Aftersun Synopsis: Sophie (Frankie Corio) reflects on the shared joy and private melancholy of a holiday she took with her father (Paul Mescal) twenty years earlier. Memories, real and imagined, fill the gaps between miniDV footage as she tries to reconcile the father she knew with the man she didn’t.
Lost memories from a cherished vacation with her father prompt Sophie to reflect on the pair’s elusive relationship in Aftersun. Coming-of-age memoirs centered from the perspective of a reflective adult are relatively commonplace, but few features have approached that reflective lens with the same creative vigor as Aftersun.
The debut feature from writer/director Charlotte Wells utilizes several adept techniques in a meditative mood piece centered on the complex bond between a child and her parent.
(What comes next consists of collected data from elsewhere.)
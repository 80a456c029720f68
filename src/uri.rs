//! Public URL resolution for indexed records.

use crate::records::{RecordKind, SlugRef};

const SHOW_ACTION: &str = "show";

/// Builds record URLs the way the CMS router does, then rewrites them to the
/// public site. `base` is the path prefix of the context doing the indexing,
/// e.g. `""` on the public site or `"/admin"` when run from the dashboard.
#[derive(Debug, Clone, Default)]
pub struct UriResolver {
    base: String,
}

impl UriResolver {
    pub fn new(base: impl Into<String>) -> Self {
        Self {
            base: base.into().trim_end_matches('/').to_string(),
        }
    }

    /// Public URL for a record. The first `/admin/` segment is always dropped
    /// so indexed URLs point at the public detail view.
    pub fn resolve(&self, model: &str, id: i64, kind: &RecordKind) -> String {
        let uri = match kind {
            RecordKind::Page { slug } => self.url(slug),
            RecordKind::ExhibitPage { slug, exhibit } => {
                format!("{}/{}", self.slug_uri(exhibit), slug)
            }
            RecordKind::Sluggable { slug } => self.slug_uri(&SlugRef {
                model: model.to_string(),
                slug: slug.clone(),
            }),
            RecordKind::Fallback => self.record_url(model, id),
        };

        strip_admin(&uri)
    }

    fn url(&self, path: &str) -> String {
        format!("{}/{}", self.base, path.trim_start_matches('/'))
    }

    fn slug_uri(&self, record: &SlugRef) -> String {
        self.url(&format!(
            "{}/{}/{}",
            controller_name(&record.model),
            SHOW_ACTION,
            record.slug
        ))
    }

    fn record_url(&self, model: &str, id: i64) -> String {
        self.url(&format!("{}/{}/{}", controller_name(model), SHOW_ACTION, id))
    }
}

/// Replace the first `/admin/` segment with `/`.
pub fn strip_admin(uri: &str) -> String {
    uri.replacen("/admin/", "/", 1)
}

/// Controller for a model: `ExhibitPage` -> `exhibit-pages`.
pub fn controller_name(model: &str) -> String {
    let mut dashed = String::with_capacity(model.len() + 4);
    for (i, c) in model.chars().enumerate() {
        if c.is_uppercase() {
            if i > 0 {
                dashed.push('-');
            }
            dashed.extend(c.to_lowercase());
        } else {
            dashed.push(c);
        }
    }
    pluralize(&dashed)
}

fn pluralize(word: &str) -> String {
    let ends_with_consonant_y = word.ends_with('y')
        && !word[..word.len() - 1].ends_with(&['a', 'e', 'i', 'o', 'u'][..]);

    if ends_with_consonant_y {
        format!("{}ies", &word[..word.len() - 1])
    } else if ["s", "x", "z", "ch", "sh"].iter().any(|s| word.ends_with(s)) {
        format!("{}es", word)
    } else {
        format!("{}s", word)
    }
}
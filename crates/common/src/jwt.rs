//! JWT utilities shared by Huddle services.
//!
//! Signature verification lives with the service that owns the signing key;
//! this module holds the checks that do not depend on the key:
//! - Size limit applied before any parsing
//! - Clock skew constants and `iat` validation
//! - The user claims issued by the identity service
//!
//! Error messages are intentionally generic. Details go to debug logs.

use serde::{Deserialize, Serialize};
use std::fmt;
use std::time::Duration;
use thiserror::Error;

/// Maximum accepted JWT size in bytes (8KB).
///
/// Oversized tokens are rejected before base64 decoding or signature checks.
pub const MAX_JWT_SIZE_BYTES: usize = 8192;

/// Default JWT clock skew tolerance (5 minutes).
pub const DEFAULT_CLOCK_SKEW: Duration = Duration::from_secs(300);

/// Upper bound for configurable clock skew (10 minutes).
pub const MAX_CLOCK_SKEW: Duration = Duration::from_secs(600);

/// Errors from key-independent JWT checks.
#[derive(Error, Debug, Clone, PartialEq, Eq)]
pub enum JwtValidationError {
    /// Token size exceeds [`MAX_JWT_SIZE_BYTES`].
    #[error("The access token is invalid or expired")]
    TokenTooLarge,

    /// Token `iat` claim is too far in the future.
    #[error("The access token is invalid or expired")]
    IatTooFarInFuture,
}

/// Claims carried by user access tokens.
///
/// `sub` is the stable user id (plain UUID or `user:{uuid}`), `name` the
/// display name shown to other room members. `sub` is redacted in Debug.
#[derive(Clone, Serialize, Deserialize)]
pub struct UserClaims {
    /// Subject (user identifier).
    pub sub: String,

    /// Display name, if the identity service supplied one.
    #[serde(default, skip_serializing_if = "Option::is_none")]
    pub name: Option<String>,

    /// Issued-at timestamp (Unix epoch seconds).
    pub iat: i64,

    /// Expiration timestamp (Unix epoch seconds).
    pub exp: i64,
}

impl fmt::Debug for UserClaims {
    fn fmt(&self, f: &mut fmt::Formatter<'_>) -> fmt::Result {
        f.debug_struct("UserClaims")
            .field("sub", &"[REDACTED]")
            .field("name", &self.name)
            .field("iat", &self.iat)
            .field("exp", &self.exp)
            .finish()
    }
}

/// Reject tokens larger than [`MAX_JWT_SIZE_BYTES`].
///
/// # Errors
///
/// Returns `JwtValidationError::TokenTooLarge` when the limit is exceeded.
pub fn check_token_size(token: &str) -> Result<(), JwtValidationError> {
    if token.len() > MAX_JWT_SIZE_BYTES {
        tracing::debug!(
            target: "common.jwt",
            token_size = token.len(),
            max_size = MAX_JWT_SIZE_BYTES,
            "Token rejected: size exceeds maximum"
        );
        return Err(JwtValidationError::TokenTooLarge);
    }
    Ok(())
}

/// Validate the `iat` claim against the current time with clock skew tolerance.
///
/// # Errors
///
/// Returns `JwtValidationError::IatTooFarInFuture` if `iat` is more than
/// `clock_skew` ahead of now.
pub fn validate_iat(iat: i64, clock_skew: Duration) -> Result<(), JwtValidationError> {
    validate_iat_at(iat, clock_skew, chrono::Utc::now().timestamp())
}

/// Deterministic `iat` validation against an explicit `now`.
pub(crate) fn validate_iat_at(
    iat: i64,
    clock_skew: Duration,
    now: i64,
) -> Result<(), JwtValidationError> {
    // Safe cast: clock_skew is bounded to MAX_CLOCK_SKEW
    #[allow(clippy::cast_possible_wrap)]
    let clock_skew_secs = clock_skew.as_secs() as i64;
    let max_iat = now + clock_skew_secs;

    if iat > max_iat {
        tracing::debug!(
            target: "common.jwt",
            iat = iat,
            now = now,
            max_allowed = max_iat,
            "Token rejected: iat too far in the future"
        );
        return Err(JwtValidationError::IatTooFarInFuture);
    }

    Ok(())
}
What may seem conceptually straightforward on paper eventually transforms into an unshakeable cinematic experience. Wells and her creative team develop a richly-textured gaze at the intense warmth and melancholy stemming from a nostalgic chapter in a woman’s life.
For Wells, Aftersun represents one of the finest feature-length debuts in recent memory. The emerging talent showcases the immense ability and concise vision of a well-respected auteur as she envisions one seemingly ordinary trip into the defining chapter of a father and daughter’s relationship (much of the narrative is based on Wells’ own experiences).
In terms of visceral craft, Aftersun defines an equally expressive and distinctive aesthetic. Wells paints a not-so-scenic vacation within a run-down Turkish resort with the youthful exuberance of her central protagonist. Each run-down corridor and vanilla hotel amenity receives the warmth of a sun-kissed paint job from Wells and Cinematographer Gregory Oke – a choice that skillfully conveys the wistfulness and wonderment of a teenager acquainting with the endless possibilities of adulthood.
The inclusion of retrograde VHS footage also leaves a lasting impact. Wells displays remarkable tact with her deft inclusion of lo-fi footage, ensuring that each use of the well-executed technique builds upon the lingering sentiments of her film. The dizzying and imprecise imagery contained in these frames serves as an articulate vehicle for conveying the fuzzy reflections ensnared within a bygone memory.
While rosy aesthetics convey deeply-seated nostalgia, Wells’ craft also showcases Aftersun’s darker connotations. Much of the film basks in the shared affection of two estranged family members enjoying a seldom chance at bonding together. Yet, under the surface of these travelogue moments, Wells nestles into the undeniable cracks of disconnect between both parties.
Wells showcases this ideal best through her immersive framing of Sophie’s perspective. Her savvy camera placement on reflective surfaces, such as smugged mirrors or dim TV screens, adeptly captures the sizable gulf wedging the two apart. Sophie may yearn for the open-ended future of adulthood, but it’s clear from Wells’ wandering camerawork that Sophie’s father, Calum, is suffocating under the weight of his responsibilities.
Wells captures the flickers of intimate warmth and isolating detachment between Sophie and Calum with a well-balanced temperament. Her cinéma vérité filmmaking approach never spells out clean conclusions for audiences. Instead, Wells articulates well-seasoned ruminations on familial bonds, memory’s fleeting nature, and humanity’s consuming desire for mutual understanding through her extraordinary naturalism.
I also heap significant praise on Wells’s incisive writing abilities. Her screenplay never sacrifices its untamed realism in favor of mannered Hollywood cliches or heavyhanded speeches. The ambient artistic approach allows Aftersun to maintain the airs of an ephemeral memory – a fleeting moment in time that simultaneously feels incredibly vivid yet hauntingly undefined.
Aftersun’s filmmaking strengths help generate two remarkably moving performances. Paul Mescal is emerging as a dark horse Best Actor Oscar contender for a reason. As Calum, the actor skilfully conveys the insular anguish building under the surface of his evasive yet charismatic persona. Young star Frankie Corio effortlessly inhabits the role of Sophie as the character unknowingly endures an eye-opening chapter in her life. Together, Mescal and Corio form a remarkably lived-in pair as they volley affectionate exchanges and moments of playful innocence.
Through the intelligent perspective and boundless ability of Charlotte Wells, Aftersun left me shaken by its fearless pursuits. Wells and company have crafted one of the year’s most audacious and impactful works through their precise dive into raw human quandaries.
Aftersun is now playing in theaters.